— AIM OF THE EXERCISE —
Check every line of the data below for "plain". Copy each one that has it.

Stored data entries
__________

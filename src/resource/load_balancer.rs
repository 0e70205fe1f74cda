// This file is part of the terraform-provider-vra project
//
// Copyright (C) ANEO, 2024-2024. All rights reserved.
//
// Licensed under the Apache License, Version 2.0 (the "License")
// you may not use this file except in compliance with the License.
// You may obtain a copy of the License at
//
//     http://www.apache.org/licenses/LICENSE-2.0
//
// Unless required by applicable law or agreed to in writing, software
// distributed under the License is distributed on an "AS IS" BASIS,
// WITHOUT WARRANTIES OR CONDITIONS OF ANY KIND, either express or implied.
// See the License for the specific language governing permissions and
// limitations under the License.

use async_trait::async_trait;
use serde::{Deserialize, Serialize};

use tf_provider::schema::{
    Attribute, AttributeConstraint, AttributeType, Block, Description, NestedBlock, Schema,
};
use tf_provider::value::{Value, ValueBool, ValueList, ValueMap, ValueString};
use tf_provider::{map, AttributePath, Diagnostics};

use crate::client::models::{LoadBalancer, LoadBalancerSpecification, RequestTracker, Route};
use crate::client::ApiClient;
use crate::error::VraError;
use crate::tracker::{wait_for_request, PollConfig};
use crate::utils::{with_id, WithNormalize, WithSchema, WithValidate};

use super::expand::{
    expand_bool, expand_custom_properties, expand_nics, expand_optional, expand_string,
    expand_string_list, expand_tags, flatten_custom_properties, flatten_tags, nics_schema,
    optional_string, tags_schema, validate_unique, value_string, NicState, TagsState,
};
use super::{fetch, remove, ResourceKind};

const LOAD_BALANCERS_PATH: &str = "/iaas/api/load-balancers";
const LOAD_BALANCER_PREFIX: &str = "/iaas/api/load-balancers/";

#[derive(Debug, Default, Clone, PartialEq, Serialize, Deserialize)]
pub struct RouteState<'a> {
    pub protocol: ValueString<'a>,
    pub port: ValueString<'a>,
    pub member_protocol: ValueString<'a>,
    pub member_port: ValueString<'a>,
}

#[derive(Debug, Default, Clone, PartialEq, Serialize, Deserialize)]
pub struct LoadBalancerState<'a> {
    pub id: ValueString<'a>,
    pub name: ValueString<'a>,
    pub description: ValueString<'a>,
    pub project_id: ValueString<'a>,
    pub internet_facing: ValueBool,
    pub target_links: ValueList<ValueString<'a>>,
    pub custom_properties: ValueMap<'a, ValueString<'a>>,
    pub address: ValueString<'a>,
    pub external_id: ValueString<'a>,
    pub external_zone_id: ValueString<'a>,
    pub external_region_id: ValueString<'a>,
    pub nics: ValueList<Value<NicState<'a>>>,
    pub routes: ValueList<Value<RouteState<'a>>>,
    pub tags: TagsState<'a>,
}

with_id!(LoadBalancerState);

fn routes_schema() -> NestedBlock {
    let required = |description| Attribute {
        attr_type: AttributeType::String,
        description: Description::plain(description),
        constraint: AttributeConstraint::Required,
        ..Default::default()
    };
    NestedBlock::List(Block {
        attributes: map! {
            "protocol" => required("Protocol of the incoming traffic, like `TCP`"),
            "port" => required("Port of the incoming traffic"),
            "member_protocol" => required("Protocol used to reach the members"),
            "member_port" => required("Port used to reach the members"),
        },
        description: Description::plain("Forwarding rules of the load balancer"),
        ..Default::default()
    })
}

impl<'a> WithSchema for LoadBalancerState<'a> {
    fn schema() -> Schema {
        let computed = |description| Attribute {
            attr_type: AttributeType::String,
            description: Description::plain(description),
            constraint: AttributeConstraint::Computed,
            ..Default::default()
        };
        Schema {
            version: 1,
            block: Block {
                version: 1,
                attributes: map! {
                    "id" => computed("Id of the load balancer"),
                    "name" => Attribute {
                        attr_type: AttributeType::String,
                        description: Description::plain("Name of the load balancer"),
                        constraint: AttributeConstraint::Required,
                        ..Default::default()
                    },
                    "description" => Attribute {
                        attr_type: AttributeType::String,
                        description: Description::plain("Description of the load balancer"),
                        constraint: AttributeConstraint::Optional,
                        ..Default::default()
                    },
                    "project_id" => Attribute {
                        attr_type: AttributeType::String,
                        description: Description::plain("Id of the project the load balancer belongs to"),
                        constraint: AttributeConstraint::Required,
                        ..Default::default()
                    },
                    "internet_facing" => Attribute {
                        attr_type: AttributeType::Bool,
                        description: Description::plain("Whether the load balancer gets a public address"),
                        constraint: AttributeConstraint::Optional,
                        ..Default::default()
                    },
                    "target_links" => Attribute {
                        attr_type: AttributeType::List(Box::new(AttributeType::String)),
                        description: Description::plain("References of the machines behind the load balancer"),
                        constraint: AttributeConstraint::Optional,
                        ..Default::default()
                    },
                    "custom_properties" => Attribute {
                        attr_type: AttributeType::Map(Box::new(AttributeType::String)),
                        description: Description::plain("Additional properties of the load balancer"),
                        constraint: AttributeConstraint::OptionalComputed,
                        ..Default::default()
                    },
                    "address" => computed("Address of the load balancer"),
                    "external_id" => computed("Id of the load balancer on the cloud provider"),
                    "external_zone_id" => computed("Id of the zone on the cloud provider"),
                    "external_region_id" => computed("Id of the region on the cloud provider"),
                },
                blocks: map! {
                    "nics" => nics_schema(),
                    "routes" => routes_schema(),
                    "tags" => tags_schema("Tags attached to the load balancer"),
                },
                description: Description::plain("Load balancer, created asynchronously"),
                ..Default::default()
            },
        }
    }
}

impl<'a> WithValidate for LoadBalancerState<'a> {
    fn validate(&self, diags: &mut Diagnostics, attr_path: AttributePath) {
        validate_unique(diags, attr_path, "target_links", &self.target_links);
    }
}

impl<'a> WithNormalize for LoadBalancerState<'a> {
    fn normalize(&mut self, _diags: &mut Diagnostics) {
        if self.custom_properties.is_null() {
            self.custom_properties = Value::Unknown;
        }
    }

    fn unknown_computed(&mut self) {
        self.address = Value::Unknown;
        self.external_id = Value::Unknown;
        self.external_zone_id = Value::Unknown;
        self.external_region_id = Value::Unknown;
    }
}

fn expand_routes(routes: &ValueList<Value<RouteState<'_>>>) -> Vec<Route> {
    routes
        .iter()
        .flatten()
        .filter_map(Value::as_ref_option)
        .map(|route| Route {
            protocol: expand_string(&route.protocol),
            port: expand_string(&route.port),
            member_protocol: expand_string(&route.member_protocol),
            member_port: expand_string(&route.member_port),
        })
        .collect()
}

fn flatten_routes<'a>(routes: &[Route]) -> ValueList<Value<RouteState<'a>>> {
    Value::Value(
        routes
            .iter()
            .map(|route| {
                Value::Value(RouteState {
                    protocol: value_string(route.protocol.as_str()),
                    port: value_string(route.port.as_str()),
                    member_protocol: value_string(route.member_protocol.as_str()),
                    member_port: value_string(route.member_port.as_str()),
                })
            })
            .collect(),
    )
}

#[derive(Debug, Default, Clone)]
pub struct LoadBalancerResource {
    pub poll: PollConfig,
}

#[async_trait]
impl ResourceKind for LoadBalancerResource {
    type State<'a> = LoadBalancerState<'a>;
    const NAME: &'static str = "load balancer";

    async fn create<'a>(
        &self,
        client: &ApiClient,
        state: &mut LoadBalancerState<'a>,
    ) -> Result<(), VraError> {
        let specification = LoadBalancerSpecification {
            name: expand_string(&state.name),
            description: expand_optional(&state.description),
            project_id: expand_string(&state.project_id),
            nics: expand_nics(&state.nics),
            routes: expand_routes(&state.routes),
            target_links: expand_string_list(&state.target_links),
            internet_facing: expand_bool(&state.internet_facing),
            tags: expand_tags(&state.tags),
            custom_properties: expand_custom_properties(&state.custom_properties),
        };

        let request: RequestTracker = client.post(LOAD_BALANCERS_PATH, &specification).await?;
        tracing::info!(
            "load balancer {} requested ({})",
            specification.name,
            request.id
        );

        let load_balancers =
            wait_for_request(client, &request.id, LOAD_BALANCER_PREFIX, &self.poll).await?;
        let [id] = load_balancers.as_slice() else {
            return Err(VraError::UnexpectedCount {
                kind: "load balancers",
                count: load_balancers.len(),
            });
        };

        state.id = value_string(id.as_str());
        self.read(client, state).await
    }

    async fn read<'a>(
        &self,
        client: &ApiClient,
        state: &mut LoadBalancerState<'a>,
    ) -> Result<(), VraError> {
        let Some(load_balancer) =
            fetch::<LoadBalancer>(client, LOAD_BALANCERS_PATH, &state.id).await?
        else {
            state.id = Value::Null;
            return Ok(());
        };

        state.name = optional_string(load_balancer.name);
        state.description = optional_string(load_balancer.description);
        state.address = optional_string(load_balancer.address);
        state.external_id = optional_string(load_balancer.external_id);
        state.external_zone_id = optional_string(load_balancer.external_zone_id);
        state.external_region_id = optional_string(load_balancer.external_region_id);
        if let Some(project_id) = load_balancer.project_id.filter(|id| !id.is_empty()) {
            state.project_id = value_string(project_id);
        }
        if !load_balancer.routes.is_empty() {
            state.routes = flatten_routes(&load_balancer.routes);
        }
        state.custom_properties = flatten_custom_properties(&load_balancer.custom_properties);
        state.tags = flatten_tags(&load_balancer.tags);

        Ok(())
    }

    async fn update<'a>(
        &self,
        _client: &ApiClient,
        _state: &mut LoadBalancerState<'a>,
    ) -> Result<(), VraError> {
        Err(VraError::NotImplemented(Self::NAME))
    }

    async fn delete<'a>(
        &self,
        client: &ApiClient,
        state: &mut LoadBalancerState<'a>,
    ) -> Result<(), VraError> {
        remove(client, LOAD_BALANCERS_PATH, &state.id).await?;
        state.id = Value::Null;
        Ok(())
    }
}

__________

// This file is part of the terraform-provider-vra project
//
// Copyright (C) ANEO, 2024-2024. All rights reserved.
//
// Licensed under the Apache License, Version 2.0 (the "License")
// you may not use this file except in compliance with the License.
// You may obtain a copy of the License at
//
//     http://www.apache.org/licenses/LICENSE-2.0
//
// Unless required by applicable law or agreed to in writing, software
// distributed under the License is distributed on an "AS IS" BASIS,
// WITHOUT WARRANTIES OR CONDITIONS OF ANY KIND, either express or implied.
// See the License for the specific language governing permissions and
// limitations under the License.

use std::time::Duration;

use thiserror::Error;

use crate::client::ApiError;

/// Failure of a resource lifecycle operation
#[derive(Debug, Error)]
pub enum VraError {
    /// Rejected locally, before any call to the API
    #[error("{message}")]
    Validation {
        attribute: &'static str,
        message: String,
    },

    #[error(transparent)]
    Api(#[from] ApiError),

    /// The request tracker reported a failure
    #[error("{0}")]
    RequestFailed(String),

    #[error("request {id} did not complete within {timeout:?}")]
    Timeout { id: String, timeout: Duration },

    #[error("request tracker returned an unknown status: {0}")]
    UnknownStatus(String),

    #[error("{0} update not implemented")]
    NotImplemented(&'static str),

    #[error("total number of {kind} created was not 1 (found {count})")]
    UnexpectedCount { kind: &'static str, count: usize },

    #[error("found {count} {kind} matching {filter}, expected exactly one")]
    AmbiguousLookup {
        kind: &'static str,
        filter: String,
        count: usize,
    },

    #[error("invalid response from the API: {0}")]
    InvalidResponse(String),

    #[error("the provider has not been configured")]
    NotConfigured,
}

__________

— SOLUTION TO THE EXERCISE —
        description: Description::plain(description),
        description: Description::plain("Forwarding rules of the load balancer"),
            description: Description::plain(description),
                        description: Description::plain("Name of the load balancer"),
                        description: Description::plain("Description of the load balancer"),
                        description: Description::plain("Id of the project the load balancer belongs to"),
                        description: Description::plain("Whether the load balancer gets a public address"),
                        description: Description::plain("References of the machines behind the load balancer"),
                        description: Description::plain("Additional properties of the load balancer"),
                description: Description::plain("Load balancer, created asynchronously"),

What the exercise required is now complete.